French Higher Education and Its Significance for Research and Learning for Library, Book, Print, and Media Culture History

The Long March of French Universities. By Christine Musselin. New York: Routledge Falmer, 2003. 224 pp. $85.00. ISBN 0-4159-3497-4.

Cultural interests possess and express transcendent power, whether it be effete or popular preoccupations. The rise of mass consumerism and mass entertainment among industrial and postindustrial nations has exerted an unbridled and unmistakable influence on higher education as well as library and information services, wherever these institutions exist. In a society and culture as highly articulated and as hoary as France, such conditions are complex and certainly nuanced. Unlike most national education systems, France possesses a highly centralized system emanating from Paris. Most governmental structures are situated on a national basis via centralizing authority and prerogative. All ministries focus their raison d'être within the nexus that is Paris.

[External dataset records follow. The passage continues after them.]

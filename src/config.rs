//! Configuration types, read from the environment with defaults.

use std::path::PathBuf;
use std::time::Duration;

use crate::error::ConfigError;

/// Backend server configuration.
#[derive(Debug, Clone)]
pub struct ServerConfig {
    /// Interface to bind.
    pub bind_addr: String,
    pub port: u16,
    /// libSQL database file.
    pub db_path: PathBuf,
    /// Allowed CORS origin; `None` allows any origin.
    pub cors_origin: Option<String>,
}

impl Default for ServerConfig {
    fn default() -> Self {
        Self {
            bind_addr: "0.0.0.0".to_string(),
            port: 5000,
            db_path: PathBuf::from("./data/onboard-flow.db"),
            cors_origin: None,
        }
    }
}

impl ServerConfig {
    /// Build from `ONBOARD_*` environment variables.
    pub fn from_env() -> Result<Self, ConfigError> {
        let defaults = Self::default();
        Ok(Self {
            bind_addr: std::env::var("ONBOARD_BIND_ADDR").unwrap_or(defaults.bind_addr),
            port: parse_var("ONBOARD_PORT")?.unwrap_or(defaults.port),
            db_path: std::env::var("ONBOARD_DB_PATH")
                .map(PathBuf::from)
                .unwrap_or(defaults.db_path),
            cors_origin: std::env::var("ONBOARD_CORS_ORIGIN")
                .ok()
                .filter(|o| !o.is_empty() && o != "*"),
        })
    }

    pub fn listen_addr(&self) -> String {
        format!("{}:{}", self.bind_addr, self.port)
    }
}

/// Configuration for [`crate::client::BackendClient`].
#[derive(Debug, Clone)]
pub struct ClientConfig {
    pub base_url: String,
    pub timeout: Duration,
}

impl Default for ClientConfig {
    fn default() -> Self {
        Self {
            base_url: "http://localhost:5000".to_string(),
            timeout: Duration::from_secs(10),
        }
    }
}

fn parse_var<T>(key: &str) -> Result<Option<T>, ConfigError>
where
    T: std::str::FromStr,
    T::Err: std::fmt::Display,
{
    match std::env::var(key) {
        Ok(raw) => raw
            .trim()
            .parse()
            .map(Some)
            .map_err(|e: T::Err| ConfigError::InvalidValue {
                key: key.to_string(),
                message: format!("{raw:?}: {e}"),
            }),
        Err(_) => Ok(None),
    }
}

#[cfg(test)]
mod tests {
    use super::*;

    #[test]
    fn defaults() {
        let server = ServerConfig::default();
        assert_eq!(server.listen_addr(), "0.0.0.0:5000");
        assert!(server.cors_origin.is_none());

        let client = ClientConfig::default();
        assert_eq!(client.base_url, "http://localhost:5000");
        assert_eq!(client.timeout, Duration::from_secs(10));
    }

    #[test]
    fn missing_variable_is_none() {
        let parsed: Option<u16> = parse_var("ONBOARD_TEST_SURELY_UNSET_VARIABLE").unwrap();
        assert!(parsed.is_none());
    }
}
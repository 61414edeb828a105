//! Wizard: drives a session through the three steps, validating against the
//! step configuration and persisting on every forward edge.

use std::sync::Arc;

use tracing::{debug, info, warn};
use uuid::Uuid;

use crate::error::WizardError;
use crate::fields::{self, FieldSpec, ProfileAttribute};
use crate::layout::{self, ConfigStore, StepConfiguration};
use crate::profile::{Credentials, ProfileUpdate, UserRecord};
use crate::services::{AuthService, ProfileService};

use super::bootstrap::SessionBootstrap;
use super::resume::ResumeMarker;
use super::state::WizardStep;
use super::validation;

/// Collaborators the wizard needs.
#[derive(Clone)]
pub struct WizardDeps {
    pub layout_store: Arc<dyn ConfigStore>,
    pub auth: Arc<dyn AuthService>,
    pub profiles: Arc<dyn ProfileService>,
    pub resume: Arc<dyn ResumeMarker>,
}

/// Client-held state of one onboarding attempt.
#[derive(Debug)]
pub struct WizardSession {
    pub id: Uuid,
    pub step: WizardStep,
    pub record: UserRecord,
    /// Result of the last validation of the current step.
    pub step_valid: bool,
    /// Last user-facing error, cleared by the next successful transition.
    pub error: Option<WizardError>,
    /// Set once step 1 resolved through login or registration.
    pub authenticated: bool,
}

impl WizardSession {
    fn fresh() -> Self {
        Self {
            id: Uuid::new_v4(),
            step: WizardStep::Step1,
            record: UserRecord::default(),
            step_valid: false,
            error: None,
            authenticated: false,
        }
    }
}

/// The onboarding state machine.
///
/// Methods take `&mut self`, so a session never runs two transitions at once.
pub struct Wizard {
    layout: StepConfiguration,
    bootstrap: SessionBootstrap,
    profiles: Arc<dyn ProfileService>,
    resume: Arc<dyn ResumeMarker>,
    session: WizardSession,
}

impl Wizard {
    /// Fetch the step configuration and open a session, resuming at the
    /// persisted step when a resume marker is present.
    pub async fn load(deps: WizardDeps) -> Self {
        let layout = layout::load_or_empty(deps.layout_store.as_ref()).await;
        let mut wizard = Self::with_layout(layout, deps);
        wizard.restore().await;
        wizard
    }

    /// Build a wizard over an already-loaded layout, starting at step 1.
    pub fn with_layout(layout: StepConfiguration, deps: WizardDeps) -> Self {
        let mut wizard = Self {
            layout,
            bootstrap: SessionBootstrap::new(deps.auth),
            profiles: deps.profiles,
            resume: deps.resume,
            session: WizardSession::fresh(),
        };
        wizard.refresh_validation();
        wizard
    }

    pub fn step(&self) -> WizardStep {
        self.session.step
    }

    pub fn session(&self) -> &WizardSession {
        &self.session
    }

    pub fn layout(&self) -> &StepConfiguration {
        &self.layout
    }

    pub fn error(&self) -> Option<&WizardError> {
        self.session.error.as_ref()
    }

    pub fn is_step_valid(&self) -> bool {
        self.session.step_valid
    }

    /// Registry entries for the components the current step renders, in
    /// layout order. Unknown ids render nothing and are skipped.
    pub fn step_fields(&self) -> Vec<&'static FieldSpec> {
        let Some(bucket) = self.session.step.bucket() else {
            return Vec::new();
        };
        self.layout
            .bucket(bucket)
            .iter()
            .filter_map(fields::lookup)
            .collect()
    }

    // ── Data entry ──────────────────────────────────────────────────

    pub fn set_email(&mut self, email: impl Into<String>) {
        self.session.record.credentials.email = email.into();
        self.refresh_validation();
    }

    pub fn set_password(&mut self, password: impl Into<String>) {
        let email = std::mem::take(&mut self.session.record.credentials.email);
        self.session.record.credentials = Credentials::new(email, password);
        self.refresh_validation();
    }

    pub fn set_attribute(&mut self, attr: ProfileAttribute, value: impl Into<String>) {
        self.session.record.profile.set(attr, value);
        self.refresh_validation();
    }

    fn refresh_validation(&mut self) {
        self.session.step_valid =
            validation::step_complete(self.session.step, &self.layout, &self.session.record);
    }

    // ── Transitions ─────────────────────────────────────────────────

    /// Advance from step 1 or step 2.
    ///
    /// On failure the step is unchanged, entered data is kept, and the error
    /// is recorded on the session as well as returned.
    pub async fn next(&mut self) -> Result<WizardStep, WizardError> {
        let result = match self.session.step {
            WizardStep::Step1 => self.advance_from_credentials().await,
            WizardStep::Step2 => self.advance_from_profile().await,
            WizardStep::Step3 => Err(WizardError::InvalidTransition {
                action: "advance",
                step: WizardStep::Step3.to_string(),
            }),
        };
        self.settle(result)
    }

    /// Submit step 3. On success the resume marker is cleared and the session
    /// starts over at step 1.
    pub async fn submit(&mut self) -> Result<(), WizardError> {
        let step = self.session.step;
        if !step.is_final() {
            let err = WizardError::InvalidTransition {
                action: "submit",
                step: step.to_string(),
            };
            return self.settle(Err(err));
        }

        let result = match validation::check_step(step, &self.layout, &self.session.record) {
            Ok(()) => self.persist(step).await,
            Err(e) => Err(e),
        };
        self.settle(result.map(|()| step))?;

        info!(
            session = %self.session.id,
            email = %self.session.record.email(),
            "Onboarding submitted"
        );
        self.resume.clear().await;
        self.session = WizardSession::fresh();
        self.refresh_validation();
        Ok(())
    }

    /// Go back one step. No validation and no persistence.
    pub fn back(&mut self) -> Result<WizardStep, WizardError> {
        let current = self.session.step;
        let result = match current.previous() {
            Some(previous) if current.can_transition_to(previous) => {
                debug!(session = %self.session.id, from = %current, to = %previous, "Wizard back");
                self.session.step = previous;
                self.refresh_validation();
                Ok(previous)
            }
            _ => Err(WizardError::InvalidTransition {
                action: "go back",
                step: current.to_string(),
            }),
        };
        self.settle(result)
    }

    /// Drop the session and forget the resume marker.
    pub async fn sign_out(&mut self) {
        info!(session = %self.session.id, "Signing out of onboarding session");
        self.resume.clear().await;
        self.session = WizardSession::fresh();
        self.refresh_validation();
    }

    async fn advance_from_credentials(&mut self) -> Result<WizardStep, WizardError> {
        let record = &self.session.record;
        validation::check_credentials(record.email(), record.password())?;

        let resolved = self.bootstrap.resolve(&record.credentials).await?;
        self.session.record.profile = resolved.profile;
        self.session.authenticated = true;
        self.resume.set(self.session.record.email()).await;
        self.enter(resolved.step)
    }

    async fn advance_from_profile(&mut self) -> Result<WizardStep, WizardError> {
        let step = self.session.step;
        validation::check_step(step, &self.layout, &self.session.record)?;

        let target = step.next().unwrap_or(step);
        self.persist(target).await?;
        self.enter(target)
    }

    /// Save the in-progress record, to resume at `resume_step`.
    async fn persist(&self, resume_step: WizardStep) -> Result<(), WizardError> {
        let update = ProfileUpdate {
            email: self.session.record.email().to_string(),
            current_step: resume_step.number(),
            profile: self.session.record.profile.clone(),
        };
        self.profiles.save(&update).await.map_err(|e| {
            warn!(session = %self.session.id, error = %e, "Failed to save profile");
            WizardError::PersistenceFailure {
                reason: e.to_string(),
            }
        })
    }

    fn enter(&mut self, step: WizardStep) -> Result<WizardStep, WizardError> {
        let current = self.session.step;
        if !current.can_transition_to(step) {
            return Err(WizardError::InvalidTransition {
                action: "advance",
                step: current.to_string(),
            });
        }
        info!(session = %self.session.id, from = %current, to = %step, "Wizard advanced");
        self.session.step = step;
        self.refresh_validation();
        Ok(step)
    }

    fn settle<T>(&mut self, result: Result<T, WizardError>) -> Result<T, WizardError> {
        match &result {
            Ok(_) => self.session.error = None,
            Err(e) => {
                debug!(
                    session = %self.session.id,
                    step = %self.session.step,
                    error = %e,
                    "Wizard transition blocked"
                );
                self.session.error = Some(e.clone());
            }
        }
        result
    }

    /// Enter at the persisted step when a resume marker exists.
    async fn restore(&mut self) {
        let Some(email) = self.resume.get().await else {
            return;
        };
        match self.profiles.progress(&email).await {
            Ok(Some(progress)) => {
                let step = WizardStep::resume_at(progress.current_step);
                info!(session = %self.session.id, %email, %step, "Resuming onboarding session");
                self.session.record.credentials.email = email;
                self.session.record.profile = progress.profile;
                self.session.step = step;
                self.refresh_validation();
            }
            Ok(None) => {
                warn!(%email, "Resume marker names an unknown user, discarding it");
                self.resume.clear().await;
            }
            Err(e) => {
                warn!(%email, error = %e, "Could not fetch saved progress, starting at step 1");
            }
        }
    }
}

Since the founding of the first universities in Western Europe during the Middle Ages, universities have evolved, reflecting principal relationships with both secular and ecclesiastical concerns over learning and the prerogatives exercised by universities and similar institutions.1 Often, the genesis and evolution of such institutions have reflected a fascinating history of institutional adaptation. Christine Musselin examines the changes that French universities have undergone since 1968, when the French government had to institute necessary reforms after student activism forced changes to be considered and installed.2 Although medieval in origins, French universities underwent a less glorious period until the French Revolution. After several phases of abolishment, reconstitution, and renewed lease in 1896, universities were essentially ciphers, [End Page 156] controlled by individual faculties, especially law, medicine, and philosophy.3 After May 1968 universities could manage budgets and assume autonomy, something that Parisian central authority did not permit. Not until the late 1980s did universities begin to truly utilize their 1968 and subsequent prerogatives to establish degree programs and create innovative pedagogy as well as govern themselves further.

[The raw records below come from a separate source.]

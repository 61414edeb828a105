//! Session bootstrap: login-or-register for the email typed on step 1.

use std::sync::Arc;

use tracing::{info, warn};

use crate::error::WizardError;
use crate::profile::{Credentials, ProfileFields};
use crate::services::{AuthService, LoginOutcome, RegisterOutcome};

use super::state::WizardStep;

/// A session that resolved on step 1.
#[derive(Debug, Clone, PartialEq, Eq)]
pub struct ResolvedSession {
    /// Step to continue at.
    pub step: WizardStep,
    /// Profile restored from the backend (empty for a new registration).
    pub profile: ProfileFields,
    /// Whether this call created the account.
    pub registered: bool,
}

/// Resolves whether an email belongs to a new or returning user.
pub struct SessionBootstrap {
    auth: Arc<dyn AuthService>,
}

impl SessionBootstrap {
    pub fn new(auth: Arc<dyn AuthService>) -> Self {
        Self { auth }
    }

    /// Log in, or register when the email is unknown.
    ///
    /// Every branch is terminal: the session either resolves or an error is
    /// returned. Nothing is retried.
    pub async fn resolve(&self, credentials: &Credentials) -> Result<ResolvedSession, WizardError> {
        match self.auth.login(credentials).await {
            LoginOutcome::Authenticated(progress) => {
                let step = WizardStep::resume_at(progress.current_step);
                info!(email = %credentials.email, %step, "Returning user logged in");
                Ok(ResolvedSession {
                    step,
                    profile: progress.profile,
                    registered: false,
                })
            }
            LoginOutcome::NotRegistered => match self.auth.register(credentials).await {
                RegisterOutcome::Created => {
                    info!(email = %credentials.email, "New user registered");
                    Ok(ResolvedSession {
                        step: WizardStep::Step2,
                        profile: ProfileFields::default(),
                        registered: true,
                    })
                }
                RegisterOutcome::Failed(reason) => {
                    warn!(email = %credentials.email, %reason, "Registration failed");
                    Err(WizardError::RegistrationFailed { reason })
                }
            },
            LoginOutcome::WrongCredential => {
                info!(email = %credentials.email, "Login rejected: wrong password");
                Err(WizardError::AuthUnauthorized)
            }
            LoginOutcome::Failed(reason) => {
                warn!(email = %credentials.email, %reason, "Login failed");
                Err(WizardError::AuthFailed { reason })
            }
        }
    }
}
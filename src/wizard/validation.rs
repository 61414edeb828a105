//! Step completeness checks.
//!
//! Step 1 is checked against fixed credential rules. Steps 2 and 3 are
//! checked against whatever the step configuration assigns to them: every
//! field component that maps to a profile attribute needs a non-blank value.

use std::sync::LazyLock;

use regex::Regex;

use crate::error::WizardError;
use crate::fields::{self, ProfileAttribute, Requirement};
use crate::layout::StepConfiguration;
use crate::profile::{ProfileFields, UserRecord};

use super::state::WizardStep;

/// Minimum password length, in characters.
pub const MIN_PASSWORD_LEN: usize = 6;

static EMAIL_PATTERN: LazyLock<Regex> =
    LazyLock::new(|| Regex::new(r"^[^\s@]+@[^\s@]+\.[^\s@]+$").expect("static email pattern"));

pub fn email_valid(email: &str) -> bool {
    EMAIL_PATTERN.is_match(email)
}

pub fn password_valid(password: &str) -> bool {
    password.chars().count() >= MIN_PASSWORD_LEN
}

/// Step-1 check with the specific message to show. Email is checked first.
pub fn check_credentials(email: &str, password: &str) -> Result<(), WizardError> {
    if !email_valid(email) {
        return Err(WizardError::InvalidEmail);
    }
    if !password_valid(password) {
        return Err(WizardError::PasswordTooShort);
    }
    Ok(())
}

/// Attributes required by `step`'s bucket that are still blank.
///
/// Step 1 and missing buckets require nothing.
pub fn missing_attributes(
    step: WizardStep,
    layout: &StepConfiguration,
    profile: &ProfileFields,
) -> Vec<ProfileAttribute> {
    let Some(bucket) = step.bucket() else {
        return Vec::new();
    };
    layout
        .bucket(bucket)
        .iter()
        .filter_map(|field| match fields::requirement_of(field) {
            Requirement::Attribute(attr) if !profile.is_filled(attr) => Some(attr),
            _ => None,
        })
        .collect()
}

/// Whether `step` is complete for `record` under `layout`.
pub fn step_complete(step: WizardStep, layout: &StepConfiguration, record: &UserRecord) -> bool {
    match step {
        WizardStep::Step1 => check_credentials(record.email(), record.password()).is_ok(),
        WizardStep::Step2 | WizardStep::Step3 => {
            missing_attributes(step, layout, &record.profile).is_empty()
        }
    }
}

/// Like [`step_complete`] but returns the user-facing error on failure.
pub fn check_step(
    step: WizardStep,
    layout: &StepConfiguration,
    record: &UserRecord,
) -> Result<(), WizardError> {
    match step {
        WizardStep::Step1 => check_credentials(record.email(), record.password()),
        WizardStep::Step2 | WizardStep::Step3 => {
            let missing = missing_attributes(step, layout, &record.profile);
            if missing.is_empty() {
                Ok(())
            } else {
                Err(WizardError::IncompleteStep {
                    missing: missing.iter().map(|a| a.key().to_string()).collect(),
                })
            }
        }
    }
}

Musselin describes these institutional and administrative conditions and maneuverings vis-à-vis governmental interests and reactions. Dynamic tensions are explored and set within a context of policy and sociological observation. Musselin provides ample justification and assurances as to how these transformations, now celebrated by all universities, originated. Treating only university structures as opposed to the grandes écoles but reflecting the two-dimensional world inhabited by both forms of higher education, Musselin brings the most illuminating analysis of French university transformation in terms of history and its bearing on change.4 Informed by fifteen years of empirical work, this study offers insight into university resistance and adaptation, resulting in flexibility of institutional response.

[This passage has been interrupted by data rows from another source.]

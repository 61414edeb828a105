//! Error types for the onboarding flow.

use crate::layout::BucketId;

/// Top-level error type for the backend server.
#[derive(Debug, thiserror::Error)]
pub enum Error {
    #[error("Configuration error: {0}")]
    Config(#[from] ConfigError),

    #[error("Database error: {0}")]
    Database(#[from] DatabaseError),

    #[error("Password hashing error: {0}")]
    Password(String),

    #[error("IO error: {0}")]
    Io(#[from] std::io::Error),
}

/// Configuration-related errors.
#[derive(Debug, thiserror::Error)]
pub enum ConfigError {
    #[error("Invalid configuration value for {key}: {message}")]
    InvalidValue { key: String, message: String },
}

/// Database-related errors.
#[derive(Debug, thiserror::Error)]
pub enum DatabaseError {
    #[error("Connection pool error: {0}")]
    Pool(String),

    #[error("Query failed: {0}")]
    Query(String),

    #[error("Constraint violation: {0}")]
    Constraint(String),

    #[error("Migration failed: {0}")]
    Migration(String),

    #[error("Serialization error: {0}")]
    Serialization(String),
}

/// Transport-level failures talking to a remote collaborator.
#[derive(Debug, thiserror::Error)]
pub enum ServiceError {
    #[error("Request to {endpoint} failed: {reason}")]
    Request { endpoint: String, reason: String },

    #[error("{endpoint} answered with unexpected status {status}")]
    Status { endpoint: String, status: u16 },

    #[error("Invalid response from {endpoint}: {reason}")]
    InvalidResponse { endpoint: String, reason: String },
}

/// Failures of the configuration store client.
#[derive(Debug, thiserror::Error)]
pub enum LayoutError {
    /// Fetch or parse failure. Callers degrade to an empty layout.
    #[error("Step configuration unavailable: {0}")]
    Unavailable(String),

    #[error("Failed to save step {bucket} configuration: {reason}")]
    SaveFailed { bucket: BucketId, reason: String },
}

/// User-facing wizard errors. `Display` is the message shown to the user.
#[derive(Debug, Clone, PartialEq, Eq, thiserror::Error)]
pub enum WizardError {
    #[error("Please enter a valid email address.")]
    InvalidEmail,

    #[error("Password must be at least 6 characters.")]
    PasswordTooShort,

    #[error("Please fill out all required fields.")]
    IncompleteStep { missing: Vec<String> },

    #[error("Incorrect password. Please try again.")]
    AuthUnauthorized,

    #[error("Failed to register. Please try again.")]
    RegistrationFailed { reason: String },

    #[error("Failed to log in. Please try again.")]
    AuthFailed { reason: String },

    #[error("Failed to save user data. Please try again.")]
    PersistenceFailure { reason: String },

    #[error("Cannot {action} from {step}")]
    InvalidTransition { action: &'static str, step: String },
}

/// Reorder engine errors.
#[derive(Debug, thiserror::Error)]
pub enum ReorderError {
    #[error("Each step must have at least one field.")]
    WouldEmptyBucket { bucket: BucketId },

    #[error("Field {field} is not in step {bucket}")]
    NotInBucket { field: String, bucket: BucketId },

    /// Local state already reflects `operation`; remote state may not.
    #[error("Failed to save changes to step(s) {}. Please try again.", format_buckets(.failed))]
    PersistenceFailed {
        failed: Vec<BucketId>,
        operation: Option<crate::admin::ReorderOperation>,
    },
}

fn format_buckets(buckets: &[BucketId]) -> String {
    buckets
        .iter()
        .map(|b| b.to_string())
        .collect::<Vec<_>>()
        .join(", ")
}

/// Result type alias for the backend service.
pub type Result<T> = std::result::Result<T, Error>;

French universities enjoyed a renaissance, unlike prior to 1968, when faculties and the professoriat dominated any reformative or administrative considerations emanating beyond their purview. Today, as Musselin so well demonstrates, French universities are much freer to originate policies concerning degree programs, administrative authority, budgetary interests, and relationships within provincial and national necessities. The creation of more employment-related specialty degree programs and research projects aligned with economic and industrial interests is a sign of such changes. Although still highly disciplinarily oriented, attempts are being made to bridge various disciplines within dynamically enriched degree programs focused on multidisciplinary and even interdisciplinary activity.5 Today, as Musselin suggests, French universities can now enjoy their strengths and embark upon a future full of promise as autonomy becomes de rigueur.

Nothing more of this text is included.